Results matter with Bruce Rauner, not his watch
By EDEN MARTIN January 15, 2014 3:12PM
Supporters of some of the establishment Republican candidates for governor and a few media commentators are now taking shots at political newcomer and present front-runner Bruce Rauner. Some say he has an “arrogant” streak, and others claim it’s hypocritical for a wealthy candidate to refer in campaign ads to wearing an old watch or driving an old van.
I’ve worked with Bruce for years on state finance and education policy, and I can understand how some who disagree with him might easily mistake self-confidence for arrogance. But I’ve found him to be smart, disciplined and focused on getting results. Full disclosure: I like and respect him, and I’ve contributed to his campaign.
Unlike some career politicians, Bruce has no patience for delay or failure. An example: he doesn’t want to see another generation of kids lost to failing urban schools. He’s given millions of dollars — and countless hours of his own time — to improve schools and help young people.
Bruce Rauner did not become successful in private equity by avoiding tough problems. During his career he created enormous value for investors — including retirees and other mom-and-pop types — as well as himself and his partners. He did it by unraveling complicated messes, reaching decisions in a disciplined way and then setting targets and timetables.

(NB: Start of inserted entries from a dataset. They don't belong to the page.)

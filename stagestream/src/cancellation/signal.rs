//! Close-once broadcast signal shared by every stage of a pipeline.

use crossbeam_channel::{bounded, Receiver, Sender};
use parking_lot::{Mutex, RwLock};
use std::sync::atomic::{AtomicBool, Ordering};
use std::sync::Arc;
use tracing::debug;

/// A broadcast "done" marker for one pipeline instance.
///
/// The only transition is open -> closed. Closing is idempotent: the first
/// reason is kept and later calls are no-ops. Clones share the same state.
#[derive(Clone)]
pub struct CancellationSignal {
    inner: Arc<SignalInner>,
}

struct SignalInner {
    /// Whether close has been requested.
    closed: AtomicBool,
    /// The reason for closing (first one wins).
    reason: RwLock<Option<String>>,
    /// Held until close; dropping it disconnects every `done` receiver.
    sender: Mutex<Option<Sender<()>>>,
    /// Template receiver handed out by [`CancellationSignal::done`].
    receiver: Receiver<()>,
}

impl CancellationSignal {
    /// Creates a new open signal.
    #[must_use]
    pub fn new() -> Self {
        let (sender, receiver) = bounded(0);
        Self {
            inner: Arc::new(SignalInner {
                closed: AtomicBool::new(false),
                reason: RwLock::new(None),
                sender: Mutex::new(Some(sender)),
                receiver,
            }),
        }
    }

    /// Closes the signal with a reason.
    ///
    /// Returns true only for the call that performed the transition.
    pub fn close(&self, reason: impl Into<String>) -> bool {
        if self
            .inner
            .closed
            .compare_exchange(false, true, Ordering::SeqCst, Ordering::SeqCst)
            .is_err()
        {
            return false;
        }

        let reason = reason.into();
        debug!(reason = %reason, "Cancellation signal closed");
        *self.inner.reason.write() = Some(reason);
        // Nothing is ever sent; disconnection is the broadcast.
        self.inner.sender.lock().take();
        true
    }

    /// Returns whether the signal has been closed.
    #[must_use]
    pub fn is_closed(&self) -> bool {
        self.inner.closed.load(Ordering::SeqCst)
    }

    /// Returns the close reason, if any.
    #[must_use]
    pub fn reason(&self) -> Option<String> {
        self.inner.reason.read().clone()
    }

    /// Returns a receiver that is ready (disconnected) once the signal closes.
    ///
    /// Intended for `select!`; no value is ever delivered on it.
    #[must_use]
    pub fn done(&self) -> Receiver<()> {
        self.inner.receiver.clone()
    }
}

impl Default for CancellationSignal {
    fn default() -> Self {
        Self::new()
    }
}

impl std::fmt::Debug for CancellationSignal {
    fn fmt(&self, f: &mut std::fmt::Formatter<'_>) -> std::fmt::Result {
        f.debug_struct("CancellationSignal")
            .field("closed", &self.is_closed())
            .field("reason", &self.reason())
            .finish()
    }
}

#[cfg(test)]
mod tests {
    use super::*;
    use crossbeam_channel::{select, RecvTimeoutError};
    use std::sync::atomic::AtomicUsize;
    use std::thread;
    use std::time::Duration;

    #[test]
    fn test_signal_default_open() {
        let signal = CancellationSignal::new();
        assert!(!signal.is_closed());
        assert!(signal.reason().is_none());
        assert_eq!(
            signal.done().recv_timeout(Duration::from_millis(10)),
            Err(RecvTimeoutError::Timeout)
        );
    }

    #[test]
    fn test_signal_close() {
        let signal = CancellationSignal::new();
        assert!(signal.close("User requested"));

        assert!(signal.is_closed());
        assert_eq!(signal.reason(), Some("User requested".to_string()));
        assert!(signal.done().recv().is_err());
    }

    #[test]
    fn test_signal_close_idempotent() {
        let signal = CancellationSignal::new();
        assert!(signal.close("First reason"));
        assert!(!signal.close("Second reason"));

        assert_eq!(signal.reason(), Some("First reason".to_string()));
    }

    #[test]
    fn test_close_wakes_every_waiter() {
        let signal = CancellationSignal::new();
        let woken = Arc::new(AtomicUsize::new(0));

        let handles: Vec<_> = (0..4)
            .map(|_| {
                let done = signal.done();
                let woken = woken.clone();
                thread::spawn(move || {
                    select! {
                        recv(done) -> _ => {
                            woken.fetch_add(1, Ordering::SeqCst);
                        }
                    }
                })
            })
            .collect();

        thread::sleep(Duration::from_millis(20));
        signal.close("broadcast");

        for handle in handles {
            handle.join().unwrap();
        }
        assert_eq!(woken.load(Ordering::SeqCst), 4);
    }

    #[test]
    fn test_concurrent_close_transitions_once() {
        let signal = CancellationSignal::new();
        let winners = Arc::new(AtomicUsize::new(0));

        let handles: Vec<_> = (0..8)
            .map(|i| {
                let signal = signal.clone();
                let winners = winners.clone();
                thread::spawn(move || {
                    if signal.close(format!("closer {i}")) {
                        winners.fetch_add(1, Ordering::SeqCst);
                    }
                })
            })
            .collect();

        for handle in handles {
            handle.join().unwrap();
        }
        assert_eq!(winners.load(Ordering::SeqCst), 1);
        assert!(signal.is_closed());
    }
}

I’ve known people, as most of us have, who inherited wealth and then coasted through adulthood. By contrast, Bruce worked hard to get an education and then helped build one of the leading financial firms in Chicago. His values were formed before he became successful. He was wearing an old watch, driving an old van and cleaning his shotguns long before his run for governor.
Political opponents may repeat, over and over, he’s too wealthy — he doesn’t understand us — he can’t relate to us common folk. Who says? Give me any day the person who worked his way up, created value for others and himself and then gave away much of his wealth to causes and charities that can improve the lives of others.
Suppose you or a family member suffered from a variety of life-threatening diseases. You want the best doctor you can find. You can keep going to the same old family physician — someone who was there when the symptoms of illness first appeared, who should have understood the risks, but yawned and assumed he’d be retired by the time the patient died. Or you can go to a newcomer — an experienced, hard-working, demanding professional — who tells it like it is, pulls no punches and can point to a record of remarkable success.
Would you think — “He’s not like us; he’s too successful; he keeps telling me what I don’t want to hear — that I need to exercise, lay off the booze and go on a radical diet.” Or would you say to yourself — “I want the best doctor I can find. I don’t care if he’s abrasive, or even if he sometimes changes his mind. I want him to tell me the truth about my condition and then to help me get on track to better health.”
Illinois desperately needs a new, smart, impatient fiscal doctor — a leader who will do what’s necessary to save the state and Chicago from economic collapse.
Does it really matter what kind of watch he wears?